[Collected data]
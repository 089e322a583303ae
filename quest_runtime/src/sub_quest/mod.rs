//! Sub-quest objective - runs a whole nested quest as one objective.
//!
//! The nested runtime is owned by the objective and never registered with
//! the subsystem, so it does not show up in quest enumeration. Its signals
//! travel through the shared queue like any other and reach it through
//! [`Objective::route_signal`].

use std::sync::Arc;
use std::time::Duration;

use quest_graph::{
    QuestAsset, SubQuestCompletion, SubQuestFailure, SubQuestSettings, SubQuestTracking,
};
use tracing::{debug, info, warn};

use crate::objective::{Objective, ObjectiveContext, ObjectiveRuntime, ObjectiveSignal};
use crate::quest::{QuestRuntime, QuestStatus};
use crate::services::QuestLifecycleEvent;

pub struct SubQuestObjective {
    settings: SubQuestSettings,
    asset: Option<Arc<QuestAsset>>,
    runtime: Option<QuestRuntime>,
    restarts: u32,
    max_attempts: u32,
    resolved: bool,
    parent_tracked: bool,
    warned_index: bool,
}
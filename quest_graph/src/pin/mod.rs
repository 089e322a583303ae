//! Pins - directed connection points on objective nodes.
//!
//! A pin stores its connections as plain ids into the owning graph's pin
//! arena. Nothing here keeps a peer alive: when a node is removed its pins
//! leave the arena and every id still pointing at them goes stale. Readers
//! filter stale ids through [`crate::QuestGraph::valid_connections`].

use serde::{Deserialize, Serialize};

use crate::{NodeId, PinId};

/// Which way execution flows through a pin.
#[derive(Debug, Clone, Copy, PartialEq, Eq, Hash, Serialize, Deserialize)]
pub enum PinDirection {
    Input,
    Output,
}

impl PinDirection {
    pub fn opposite(self) -> Self {
        match self {
            PinDirection::Input => PinDirection::Output,
            PinDirection::Output => PinDirection::Input,
        }
    }
}

/// Category tag carried by a pin.
#[derive(Debug, Clone, PartialEq, Eq, Hash, Serialize, Deserialize, Default)]
pub enum PinCategory {
    /// Main-line execution flow.
    #[default]
    Execution,
    /// Fan-out into the children of a sequence objective.
    Sequence,
    /// Side-objective attached to the owning node.
    Optional,
    /// Anything a host defines for its own objective kinds.
    Custom(String),
}

impl PinCategory {
    pub fn custom(name: impl Into<String>) -> Self {
        PinCategory::Custom(name.into())
    }

    /// Short label used in logs and default pin names.
    pub fn as_str(&self) -> &str {
        match self {
            PinCategory::Execution => "exec",
            PinCategory::Sequence => "sequence",
            PinCategory::Optional => "optional",
            PinCategory::Custom(name) => name,
        }
    }
}

impl std::fmt::Display for PinCategory {
    fn fmt(&self, f: &mut std::fmt::Formatter<'_>) -> std::fmt::Result {
        write!(f, "{}", self.as_str())
    }
}

/// A directed connection point owned by exactly one node.
#[derive(Debug, Clone, Serialize, Deserialize)]
pub struct Pin {
    pub id: PinId,
    pub name: String,
    pub direction: PinDirection,
    pub category: PinCategory,
    pub owner: NodeId,
    /// Peers this pin links to. May contain stale ids after node removal.
    connections: Vec<PinId>,
}

impl Pin {
    /// Create an unconnected pin.
    pub fn new(
        owner: NodeId,
        direction: PinDirection,
        category: PinCategory,
        name: impl Into<String>,
    ) -> Self {
        Self {
            id: PinId::new(),
            name: name.into(),
            direction,
            category,
            owner,
            connections: Vec::new(),
        }
    }

    pub fn is_input(&self) -> bool {
        self.direction == PinDirection::Input
    }

    pub fn is_output(&self) -> bool {
        self.direction == PinDirection::Output
    }

    /// Raw connection list, stale entries included.
    pub fn connections(&self) -> &[PinId] {
        &self.connections
    }

    pub fn is_connected_to(&self, other: PinId) -> bool {
        self.connections.contains(&other)
    }

    /// Add one side of a connection. Returns false if it was already present.
    ///
    /// Prefer [`crate::QuestGraph::connect`], which keeps both sides in sync.
    pub fn add_connection(&mut self, other: PinId) -> bool {
        if self.connections.contains(&other) {
            return false;
        }
        self.connections.push(other);
        true
    }

    /// Remove one side of a connection. Returns false if it was not present.
    pub fn remove_connection(&mut self, other: PinId) -> bool {
        let before = self.connections.len();
        self.connections.retain(|id| *id != other);
        before != self.connections.len()
    }

    /// Drop every connection for which `is_alive` returns false.
    ///
    /// Returns the number of entries removed.
    pub fn retain_connections(&mut self, mut is_alive: impl FnMut(PinId) -> bool) -> usize {
        let before = self.connections.len();
        self.connections.retain(|id| is_alive(*id));
        before - self.connections.len()
    }

    pub(crate) fn clear_connections(&mut self) {
        self.connections.clear();
    }
}
//! Quest assets - a quest graph plus the metadata and rewards around it.

use serde::{Deserialize, Serialize};
use std::collections::HashMap;

use crate::{NodeId, ObjectiveNode, QuestAssetId, QuestGraph};

/// Broad classification of a quest.
#[derive(Debug, Clone, Copy, PartialEq, Eq, Hash, Serialize, Deserialize, Default)]
pub enum QuestType {
    #[default]
    Main,
    Side,
}

#[derive(Debug, Clone, Copy, PartialEq, Eq, Hash, PartialOrd, Ord, Serialize, Deserialize, Default)]
pub enum QuestDifficulty {
    #[default]
    Easy,
    Medium,
    Hard,
    VeryHard,
}

/// One reward handed out when a quest completes.
///
/// How a reward is granted is up to the host; `kind` and `properties`
/// carry whatever it needs to decide.
#[derive(Debug, Clone, PartialEq, Serialize, Deserialize)]
pub struct RewardEntry {
    pub label: String,
    pub value: String,
    pub kind: String,
    pub properties: HashMap<String, serde_json::Value>,
}

impl RewardEntry {
    pub fn new(label: impl Into<String>, value: impl Into<String>) -> Self {
        Self {
            label: label.into(),
            value: value.into(),
            ..Self::default()
        }
    }

    /// Builder: set the reward kind.
    pub fn with_kind(mut self, kind: impl Into<String>) -> Self {
        self.kind = kind.into();
        self
    }

    /// Builder: attach a property.
    pub fn with_property(mut self, key: impl Into<String>, value: serde_json::Value) -> Self {
        self.properties.insert(key.into(), value);
        self
    }
}

impl Default for RewardEntry {
    fn default() -> Self {
        Self {
            label: "Default Reward".to_string(),
            value: "1".to_string(),
            kind: String::new(),
            properties: HashMap::new(),
        }
    }
}

/// A complete quest definition.
#[derive(Debug, Clone, Serialize, Deserialize)]
pub struct QuestAsset {
    pub id: QuestAssetId,
    pub title: String,
    pub description: String,
    pub quest_type: QuestType,
    pub difficulty: QuestDifficulty,
    /// Whether a completed instance may be added again.
    pub repeatable: bool,
    pub rewards: Vec<RewardEntry>,
    pub graph: QuestGraph,
}

impl QuestAsset {
    /// Create an asset with an empty graph.
    pub fn new(title: impl Into<String>) -> Self {
        Self {
            title: title.into(),
            ..Self::default()
        }
    }

    /// Builder: set the description.
    pub fn with_description(mut self, description: impl Into<String>) -> Self {
        self.description = description.into();
        self
    }

    /// Builder: set the quest type.
    pub fn with_type(mut self, quest_type: QuestType) -> Self {
        self.quest_type = quest_type;
        self
    }

    /// Builder: set the difficulty.
    pub fn with_difficulty(mut self, difficulty: QuestDifficulty) -> Self {
        self.difficulty = difficulty;
        self
    }

    /// Builder: mark as repeatable.
    pub fn repeatable(mut self) -> Self {
        self.repeatable = true;
        self
    }

    /// Builder: add a reward.
    pub fn with_reward(mut self, reward: RewardEntry) -> Self {
        self.rewards.push(reward);
        self
    }

    /// Shorthand for `self.graph.add_node`.
    pub fn add_node(&mut self, node: ObjectiveNode) -> NodeId {
        self.graph.add_node(node)
    }
}

impl Default for QuestAsset {
    fn default() -> Self {
        Self {
            id: QuestAssetId::new(),
            title: "Default Quest Title".to_string(),
            description: String::new(),
            quest_type: QuestType::default(),
            difficulty: QuestDifficulty::default(),
            repeatable: false,
            rewards: Vec::new(),
            graph: QuestGraph::new(),
        }
    }
}

#[cfg(test)]
mod tests {
    use super::*;

    #[test]
    fn test_asset_builder() {
        let asset = QuestAsset::new("The Lost Ring")
            .with_description("Find the ring")
            .with_type(QuestType::Side)
            .with_difficulty(QuestDifficulty::Hard)
            .repeatable()
            .with_reward(RewardEntry::new("Gold", "50").with_kind("currency"));

        assert_eq!(asset.title, "The Lost Ring");
        assert_eq!(asset.quest_type, QuestType::Side);
        assert!(asset.difficulty > QuestDifficulty::Medium);
        assert!(asset.repeatable);
        assert_eq!(asset.rewards[0].kind, "currency");
        assert!(asset.graph.is_empty());
    }

    #[test]
    fn test_defaults() {
        let asset = QuestAsset::default();
        assert_eq!(asset.title, "Default Quest Title");
        let reward = RewardEntry::default();
        assert_eq!(reward.label, "Default Reward");
        assert_eq!(reward.value, "1");
    }

    #[test]
    fn test_reward_properties_serialize() {
        let reward = RewardEntry::new("Item", "1").with_property("item", serde_json::json!("sword"));
        let json = serde_json::to_string(&reward).unwrap();
        let parsed: RewardEntry = serde_json::from_str(&json).unwrap();
        assert_eq!(parsed.properties.get("item"), Some(&serde_json::json!("sword")));
    }
}
//! Kind-specific settings for the built-in objective kinds.

use serde::{Deserialize, Serialize};
use std::collections::HashMap;

use crate::QuestAssetId;

/// Settings for a timed wait.
#[derive(Debug, Clone, PartialEq, Serialize, Deserialize)]
pub struct WaitSettings {
    /// Zero or less completes on execute.
    pub duration_secs: f32,
    /// When false the quest UI is hidden while waiting.
    pub keep_ui_displayed: bool,
    /// Report progress at this interval while waiting. `None` reports nothing.
    pub progress_interval_secs: Option<f32>,
}

impl Default for WaitSettings {
    fn default() -> Self {
        Self {
            duration_secs: 5.0,
            keep_ui_displayed: false,
            progress_interval_secs: None,
        }
    }
}

/// How a sequence runs its children.
#[derive(Debug, Clone, Copy, PartialEq, Eq, Hash, Serialize, Deserialize, Default)]
pub enum SequenceMode {
    /// One child at a time, in chain order.
    Sequential,
    /// All children at once.
    #[default]
    Parallel,
}

#[derive(Debug, Clone, Copy, PartialEq, Eq, Serialize, Deserialize, Default)]
pub struct SequenceSettings {
    pub mode: SequenceMode,
}

/// When a sub-quest objective counts as completed.
#[derive(Debug, Clone, Copy, PartialEq, Eq, Hash, Serialize, Deserialize, Default)]
pub enum SubQuestCompletion {
    #[default]
    OnSubQuestComplete,
    /// When the nested objective at `specific_objective_index` completes.
    OnSpecificObjective,
    /// Only when completed from outside.
    Manual,
}

/// What a sub-quest objective does when its nested quest fails.
#[derive(Debug, Clone, Copy, PartialEq, Eq, Hash, Serialize, Deserialize, Default)]
pub enum SubQuestFailure {
    #[default]
    FailWithSubQuest,
    RestartSubQuest,
    IgnoreFailure,
}

/// How the nested quest participates in quest tracking.
#[derive(Debug, Clone, Copy, PartialEq, Eq, Hash, Serialize, Deserialize, Default)]
pub enum SubQuestTracking {
    NoTracking,
    #[default]
    TrackWithParent,
    AlwaysTrack,
}

#[derive(Debug, Clone, PartialEq, Serialize, Deserialize)]
pub struct SubQuestSettings {
    pub quest: Option<QuestAssetId>,
    pub completion: SubQuestCompletion,
    pub specific_objective_index: usize,
    pub failure: SubQuestFailure,
    /// Total runs allowed, the first one included.
    pub max_attempts: u32,
    pub inherit_world_context: bool,
    pub tracking: SubQuestTracking,
}

impl SubQuestSettings {
    pub fn for_quest(quest: QuestAssetId) -> Self {
        Self {
            quest: Some(quest),
            ..Self::default()
        }
    }

    /// `max_attempts` clamped into `1..=cap`.
    pub fn clamped_max_attempts(&self, cap: u32) -> u32 {
        self.max_attempts.clamp(1, cap.max(1))
    }
}

impl Default for SubQuestSettings {
    fn default() -> Self {
        Self {
            quest: None,
            completion: SubQuestCompletion::default(),
            specific_objective_index: 0,
            failure: SubQuestFailure::default(),
            max_attempts: 3,
            inherit_world_context: true,
            tracking: SubQuestTracking::default(),
        }
    }
}

/// Type tag of an objective node plus its kind-specific settings.
#[derive(Debug, Clone, PartialEq, Serialize, Deserialize)]
pub enum ObjectiveKind {
    /// Launch marker at the head of a quest graph.
    Entry,
    Wait(WaitSettings),
    Sequence(SequenceSettings),
    SubQuest(SubQuestSettings),
    /// Resolved only by the host through the quest subsystem.
    External,
    /// Host-defined behavior looked up by `type_tag`.
    Custom {
        type_tag: String,
        properties: HashMap<String, serde_json::Value>,
    },
}

impl ObjectiveKind {
    pub fn custom(type_tag: impl Into<String>) -> Self {
        ObjectiveKind::Custom {
            type_tag: type_tag.into(),
            properties: HashMap::new(),
        }
    }

    pub fn type_name(&self) -> &str {
        match self {
            ObjectiveKind::Entry => "Entry",
            ObjectiveKind::Wait(_) => "Wait",
            ObjectiveKind::Sequence(_) => "Sequence",
            ObjectiveKind::SubQuest(_) => "SubQuest",
            ObjectiveKind::External => "External",
            ObjectiveKind::Custom { type_tag, .. } => type_tag,
        }
    }

    pub fn is_entry(&self) -> bool {
        matches!(self, ObjectiveKind::Entry)
    }

    pub fn is_sequence(&self) -> bool {
        matches!(self, ObjectiveKind::Sequence(_))
    }
}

WORK REQUEST - Write out exactly the lines between the start of the entries and the line containing "carried by a pin.", including that line and the first one.

WRITTEN SOLUTION -
repository 089e322a583303ae
filename quest_runtime/src/sub_quest/mod.rs
//! Sub-quest objective - runs a whole nested quest as one objective.
//!
//! The nested runtime is owned by the objective and never registered with
//! the subsystem, so it does not show up in quest enumeration. Its signals
//! travel through the shared queue like any other and reach it through
//! [`Objective::route_signal`].

use std::sync::Arc;
use std::time::Duration;

use quest_graph::{
    QuestAsset, SubQuestCompletion, SubQuestFailure, SubQuestSettings, SubQuestTracking,
};
use tracing::{debug, info, warn};

use crate::objective::{Objective, ObjectiveContext, ObjectiveRuntime, ObjectiveSignal};
use crate::quest::{QuestRuntime, QuestStatus};
use crate::services::QuestLifecycleEvent;

pub struct SubQuestObjective {
    settings: SubQuestSettings,
    asset: Option<Arc<QuestAsset>>,
    runtime: Option<QuestRuntime>,
    restarts: u32,
    max_attempts: u32,
    resolved: bool,
    parent_tracked: bool,
    warned_index: bool,
}
filename quest_graph/src/pin/mod.rs
repository 089e322a583303ae
//! Pins - directed connection points on objective nodes.
//!
//! A pin stores its connections as plain ids into the owning graph's pin
//! arena. Nothing here keeps a peer alive: when a node is removed its pins
//! leave the arena and every id still pointing at them goes stale. Readers
//! filter stale ids through [`crate::QuestGraph::valid_connections`].

use serde::{Deserialize, Serialize};

use crate::{NodeId, PinId};

/// Which way execution flows through a pin.
#[derive(Debug, Clone, Copy, PartialEq, Eq, Hash, Serialize, Deserialize)]
pub enum PinDirection {
    Input,
    Output,
}

impl PinDirection {
    pub fn opposite(self) -> Self {
        match self {
            PinDirection::Input => PinDirection::Output,
            PinDirection::Output => PinDirection::Input,
        }
    }
}

/// Category tag carried by a pin.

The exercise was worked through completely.